Exercise requirements> Look through the data that follows and work out how many lines contain the string "info". Nothing but that number should be given.

Supplied data>
##############################

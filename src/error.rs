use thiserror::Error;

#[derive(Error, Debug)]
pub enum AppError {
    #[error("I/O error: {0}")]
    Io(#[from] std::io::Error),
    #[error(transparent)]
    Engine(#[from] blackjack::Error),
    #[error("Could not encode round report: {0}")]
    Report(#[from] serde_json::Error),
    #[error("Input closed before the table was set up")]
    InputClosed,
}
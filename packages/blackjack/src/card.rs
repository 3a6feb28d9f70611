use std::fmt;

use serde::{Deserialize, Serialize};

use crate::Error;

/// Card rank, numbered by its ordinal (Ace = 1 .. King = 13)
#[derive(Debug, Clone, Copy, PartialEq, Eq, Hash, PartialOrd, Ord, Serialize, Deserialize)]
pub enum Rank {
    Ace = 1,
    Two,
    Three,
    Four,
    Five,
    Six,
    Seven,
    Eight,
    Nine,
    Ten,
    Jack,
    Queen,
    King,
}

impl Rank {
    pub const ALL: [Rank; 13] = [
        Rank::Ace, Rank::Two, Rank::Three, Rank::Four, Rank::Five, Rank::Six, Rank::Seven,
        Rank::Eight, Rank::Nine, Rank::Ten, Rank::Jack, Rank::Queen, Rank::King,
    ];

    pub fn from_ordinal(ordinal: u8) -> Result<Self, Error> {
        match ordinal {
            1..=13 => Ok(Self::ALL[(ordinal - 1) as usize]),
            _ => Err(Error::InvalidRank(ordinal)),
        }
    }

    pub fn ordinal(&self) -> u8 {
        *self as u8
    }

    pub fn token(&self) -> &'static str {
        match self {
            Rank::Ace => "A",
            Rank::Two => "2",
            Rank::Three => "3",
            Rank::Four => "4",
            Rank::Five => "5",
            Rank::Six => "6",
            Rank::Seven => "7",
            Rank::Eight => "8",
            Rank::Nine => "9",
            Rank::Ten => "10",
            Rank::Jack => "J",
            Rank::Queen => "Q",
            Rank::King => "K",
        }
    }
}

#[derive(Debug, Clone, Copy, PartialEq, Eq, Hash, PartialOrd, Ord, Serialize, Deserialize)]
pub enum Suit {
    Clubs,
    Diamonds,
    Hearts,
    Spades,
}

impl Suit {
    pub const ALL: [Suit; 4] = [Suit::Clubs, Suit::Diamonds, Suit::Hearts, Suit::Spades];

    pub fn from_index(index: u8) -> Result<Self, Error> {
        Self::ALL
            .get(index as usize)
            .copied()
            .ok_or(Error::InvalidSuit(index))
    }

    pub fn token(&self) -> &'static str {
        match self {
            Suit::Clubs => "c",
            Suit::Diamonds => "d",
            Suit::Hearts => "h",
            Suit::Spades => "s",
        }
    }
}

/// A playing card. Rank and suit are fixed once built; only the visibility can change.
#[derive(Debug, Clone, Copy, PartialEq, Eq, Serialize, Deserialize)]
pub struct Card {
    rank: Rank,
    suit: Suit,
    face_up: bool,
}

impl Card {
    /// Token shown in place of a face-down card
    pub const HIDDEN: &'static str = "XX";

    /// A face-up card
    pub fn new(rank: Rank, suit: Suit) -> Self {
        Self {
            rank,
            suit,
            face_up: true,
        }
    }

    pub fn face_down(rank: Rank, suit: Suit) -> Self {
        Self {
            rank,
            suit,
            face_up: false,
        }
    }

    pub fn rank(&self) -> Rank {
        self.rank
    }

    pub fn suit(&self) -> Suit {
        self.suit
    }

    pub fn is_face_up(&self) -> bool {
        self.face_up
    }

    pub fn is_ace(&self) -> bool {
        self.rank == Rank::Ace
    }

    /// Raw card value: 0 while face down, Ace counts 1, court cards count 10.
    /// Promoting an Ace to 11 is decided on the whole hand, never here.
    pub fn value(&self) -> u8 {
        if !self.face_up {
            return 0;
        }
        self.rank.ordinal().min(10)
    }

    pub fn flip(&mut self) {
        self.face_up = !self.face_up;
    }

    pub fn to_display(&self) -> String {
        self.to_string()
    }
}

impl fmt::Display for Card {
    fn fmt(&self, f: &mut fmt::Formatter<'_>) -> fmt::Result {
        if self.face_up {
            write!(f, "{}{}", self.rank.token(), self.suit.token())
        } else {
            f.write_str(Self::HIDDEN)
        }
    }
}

##############################

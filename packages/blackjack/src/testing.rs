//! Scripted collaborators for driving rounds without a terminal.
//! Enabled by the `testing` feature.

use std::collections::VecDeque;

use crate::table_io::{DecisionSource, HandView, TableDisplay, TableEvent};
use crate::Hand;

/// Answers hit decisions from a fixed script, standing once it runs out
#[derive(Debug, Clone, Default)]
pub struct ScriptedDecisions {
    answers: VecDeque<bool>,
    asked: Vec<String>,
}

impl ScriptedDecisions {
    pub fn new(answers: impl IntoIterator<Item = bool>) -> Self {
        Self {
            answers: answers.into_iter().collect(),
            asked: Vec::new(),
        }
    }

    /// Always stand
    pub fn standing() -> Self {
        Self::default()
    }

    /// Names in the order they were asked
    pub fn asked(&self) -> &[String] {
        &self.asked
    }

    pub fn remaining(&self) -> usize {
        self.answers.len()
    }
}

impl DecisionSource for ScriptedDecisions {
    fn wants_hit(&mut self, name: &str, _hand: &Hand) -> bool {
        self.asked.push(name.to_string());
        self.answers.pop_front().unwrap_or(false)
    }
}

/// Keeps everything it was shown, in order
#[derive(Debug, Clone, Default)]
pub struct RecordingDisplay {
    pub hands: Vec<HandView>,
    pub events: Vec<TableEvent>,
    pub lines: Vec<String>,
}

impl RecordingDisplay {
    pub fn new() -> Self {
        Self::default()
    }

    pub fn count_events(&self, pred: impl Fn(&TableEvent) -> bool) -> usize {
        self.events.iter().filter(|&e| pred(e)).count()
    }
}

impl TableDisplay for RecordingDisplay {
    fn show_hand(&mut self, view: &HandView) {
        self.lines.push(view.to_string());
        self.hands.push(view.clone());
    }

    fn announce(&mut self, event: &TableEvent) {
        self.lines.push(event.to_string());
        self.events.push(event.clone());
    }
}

##############################

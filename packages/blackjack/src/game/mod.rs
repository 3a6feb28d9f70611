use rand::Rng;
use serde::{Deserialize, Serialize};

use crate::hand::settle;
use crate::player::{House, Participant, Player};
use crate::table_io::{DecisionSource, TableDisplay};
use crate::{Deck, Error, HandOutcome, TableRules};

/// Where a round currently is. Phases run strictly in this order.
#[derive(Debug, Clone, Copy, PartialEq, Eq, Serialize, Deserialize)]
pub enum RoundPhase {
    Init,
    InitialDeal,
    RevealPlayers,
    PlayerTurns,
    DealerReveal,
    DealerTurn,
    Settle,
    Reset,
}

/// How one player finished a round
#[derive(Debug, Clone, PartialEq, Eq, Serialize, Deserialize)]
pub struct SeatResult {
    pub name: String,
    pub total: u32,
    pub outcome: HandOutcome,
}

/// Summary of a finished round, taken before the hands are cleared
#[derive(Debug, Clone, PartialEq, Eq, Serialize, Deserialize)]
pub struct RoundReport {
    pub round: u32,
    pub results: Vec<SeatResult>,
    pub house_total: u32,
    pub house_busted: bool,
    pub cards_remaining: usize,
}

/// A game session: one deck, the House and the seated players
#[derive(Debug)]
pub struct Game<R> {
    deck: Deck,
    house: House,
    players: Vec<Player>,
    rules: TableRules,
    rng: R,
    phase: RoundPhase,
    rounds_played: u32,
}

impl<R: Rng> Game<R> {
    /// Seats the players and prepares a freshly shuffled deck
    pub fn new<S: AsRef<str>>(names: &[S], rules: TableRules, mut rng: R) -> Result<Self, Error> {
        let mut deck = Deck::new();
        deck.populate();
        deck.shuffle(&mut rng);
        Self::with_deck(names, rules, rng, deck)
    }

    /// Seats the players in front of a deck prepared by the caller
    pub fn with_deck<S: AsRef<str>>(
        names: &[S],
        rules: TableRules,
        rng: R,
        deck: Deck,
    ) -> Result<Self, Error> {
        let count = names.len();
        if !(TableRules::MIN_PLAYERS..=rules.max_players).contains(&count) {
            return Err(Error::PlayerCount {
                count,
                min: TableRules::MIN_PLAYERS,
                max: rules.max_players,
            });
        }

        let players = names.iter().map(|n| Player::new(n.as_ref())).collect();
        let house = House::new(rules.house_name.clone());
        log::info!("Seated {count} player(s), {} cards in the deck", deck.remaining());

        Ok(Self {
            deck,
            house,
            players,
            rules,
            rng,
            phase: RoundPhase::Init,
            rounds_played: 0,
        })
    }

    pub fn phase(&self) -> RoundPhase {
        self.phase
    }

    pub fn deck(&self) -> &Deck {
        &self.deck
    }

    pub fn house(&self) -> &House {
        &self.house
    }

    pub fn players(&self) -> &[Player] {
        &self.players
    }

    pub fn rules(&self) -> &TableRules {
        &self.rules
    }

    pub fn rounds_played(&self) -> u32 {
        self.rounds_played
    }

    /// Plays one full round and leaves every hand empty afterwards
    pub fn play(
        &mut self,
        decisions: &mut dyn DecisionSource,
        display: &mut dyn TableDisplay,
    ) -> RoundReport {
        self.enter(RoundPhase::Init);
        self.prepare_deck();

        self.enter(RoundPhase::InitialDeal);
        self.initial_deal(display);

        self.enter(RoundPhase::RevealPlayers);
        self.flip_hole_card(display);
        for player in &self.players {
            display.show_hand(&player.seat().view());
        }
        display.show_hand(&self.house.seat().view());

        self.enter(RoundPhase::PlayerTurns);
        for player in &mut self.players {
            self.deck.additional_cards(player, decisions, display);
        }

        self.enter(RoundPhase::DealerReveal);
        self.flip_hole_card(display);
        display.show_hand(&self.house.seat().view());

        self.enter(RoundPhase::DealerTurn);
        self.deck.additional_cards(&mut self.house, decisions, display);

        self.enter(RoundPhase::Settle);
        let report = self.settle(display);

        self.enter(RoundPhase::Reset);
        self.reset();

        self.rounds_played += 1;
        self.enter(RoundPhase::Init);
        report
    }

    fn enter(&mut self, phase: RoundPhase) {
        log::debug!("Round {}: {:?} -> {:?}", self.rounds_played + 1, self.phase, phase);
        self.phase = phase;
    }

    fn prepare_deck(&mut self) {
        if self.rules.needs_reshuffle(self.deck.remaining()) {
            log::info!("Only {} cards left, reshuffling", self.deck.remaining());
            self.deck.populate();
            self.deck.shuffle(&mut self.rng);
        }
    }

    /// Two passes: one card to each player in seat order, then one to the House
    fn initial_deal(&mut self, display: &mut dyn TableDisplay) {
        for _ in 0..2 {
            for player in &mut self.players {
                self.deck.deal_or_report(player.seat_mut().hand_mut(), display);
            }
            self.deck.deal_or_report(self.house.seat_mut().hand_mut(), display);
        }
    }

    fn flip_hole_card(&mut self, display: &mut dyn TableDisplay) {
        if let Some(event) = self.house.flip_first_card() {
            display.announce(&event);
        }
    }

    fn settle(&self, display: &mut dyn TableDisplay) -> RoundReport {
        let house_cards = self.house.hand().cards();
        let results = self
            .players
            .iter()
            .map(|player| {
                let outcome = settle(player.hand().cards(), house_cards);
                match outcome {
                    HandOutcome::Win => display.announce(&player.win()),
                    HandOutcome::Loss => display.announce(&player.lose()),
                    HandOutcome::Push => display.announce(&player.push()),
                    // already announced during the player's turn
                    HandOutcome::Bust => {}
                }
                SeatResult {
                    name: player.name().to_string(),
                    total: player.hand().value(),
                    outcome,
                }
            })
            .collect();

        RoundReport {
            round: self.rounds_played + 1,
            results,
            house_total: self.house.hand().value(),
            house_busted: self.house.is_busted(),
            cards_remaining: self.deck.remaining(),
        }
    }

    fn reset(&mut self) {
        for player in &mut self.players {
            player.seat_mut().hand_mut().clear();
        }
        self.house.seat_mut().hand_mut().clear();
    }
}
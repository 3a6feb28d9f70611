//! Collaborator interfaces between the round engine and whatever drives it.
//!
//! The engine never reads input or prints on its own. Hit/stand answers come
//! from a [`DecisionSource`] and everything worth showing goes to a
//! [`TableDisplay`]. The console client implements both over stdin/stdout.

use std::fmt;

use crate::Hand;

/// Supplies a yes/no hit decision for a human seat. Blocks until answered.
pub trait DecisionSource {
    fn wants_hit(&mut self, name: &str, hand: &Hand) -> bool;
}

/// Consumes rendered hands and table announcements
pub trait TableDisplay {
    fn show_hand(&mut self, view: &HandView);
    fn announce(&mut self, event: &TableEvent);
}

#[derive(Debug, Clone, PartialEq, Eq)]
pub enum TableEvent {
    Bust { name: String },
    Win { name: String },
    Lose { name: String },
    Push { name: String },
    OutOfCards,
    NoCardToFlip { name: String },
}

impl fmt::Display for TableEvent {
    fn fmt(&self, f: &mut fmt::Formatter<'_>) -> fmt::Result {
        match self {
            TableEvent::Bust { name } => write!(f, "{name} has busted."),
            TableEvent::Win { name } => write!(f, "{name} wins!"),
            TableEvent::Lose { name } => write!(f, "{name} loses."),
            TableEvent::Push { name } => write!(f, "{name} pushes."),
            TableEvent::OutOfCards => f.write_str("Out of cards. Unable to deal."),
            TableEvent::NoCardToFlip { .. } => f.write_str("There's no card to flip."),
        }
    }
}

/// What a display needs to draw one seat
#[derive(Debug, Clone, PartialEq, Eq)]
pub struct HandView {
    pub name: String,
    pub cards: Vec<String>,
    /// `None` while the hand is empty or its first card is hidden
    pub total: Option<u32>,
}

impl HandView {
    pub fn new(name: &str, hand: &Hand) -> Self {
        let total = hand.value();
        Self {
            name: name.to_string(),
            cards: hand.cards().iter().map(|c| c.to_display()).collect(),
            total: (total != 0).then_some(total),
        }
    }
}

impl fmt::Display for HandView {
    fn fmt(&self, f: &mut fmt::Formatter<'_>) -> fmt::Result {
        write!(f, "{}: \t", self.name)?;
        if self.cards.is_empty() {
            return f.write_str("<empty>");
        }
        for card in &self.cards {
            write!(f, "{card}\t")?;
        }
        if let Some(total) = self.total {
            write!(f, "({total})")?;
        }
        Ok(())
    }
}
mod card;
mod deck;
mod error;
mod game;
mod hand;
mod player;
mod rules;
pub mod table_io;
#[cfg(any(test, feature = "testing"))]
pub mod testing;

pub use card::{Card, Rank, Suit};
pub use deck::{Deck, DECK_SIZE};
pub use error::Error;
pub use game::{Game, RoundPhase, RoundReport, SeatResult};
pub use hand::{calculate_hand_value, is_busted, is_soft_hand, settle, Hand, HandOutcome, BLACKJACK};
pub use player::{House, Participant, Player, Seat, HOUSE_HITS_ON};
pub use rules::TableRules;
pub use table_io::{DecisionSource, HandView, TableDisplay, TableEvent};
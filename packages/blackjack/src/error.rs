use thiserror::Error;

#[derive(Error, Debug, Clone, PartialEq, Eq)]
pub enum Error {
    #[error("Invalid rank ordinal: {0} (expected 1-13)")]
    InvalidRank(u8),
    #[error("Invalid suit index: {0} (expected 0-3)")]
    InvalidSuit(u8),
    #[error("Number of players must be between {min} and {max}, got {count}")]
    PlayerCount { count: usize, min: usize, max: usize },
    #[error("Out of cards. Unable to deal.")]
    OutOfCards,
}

##############################

Response for this exercise> 2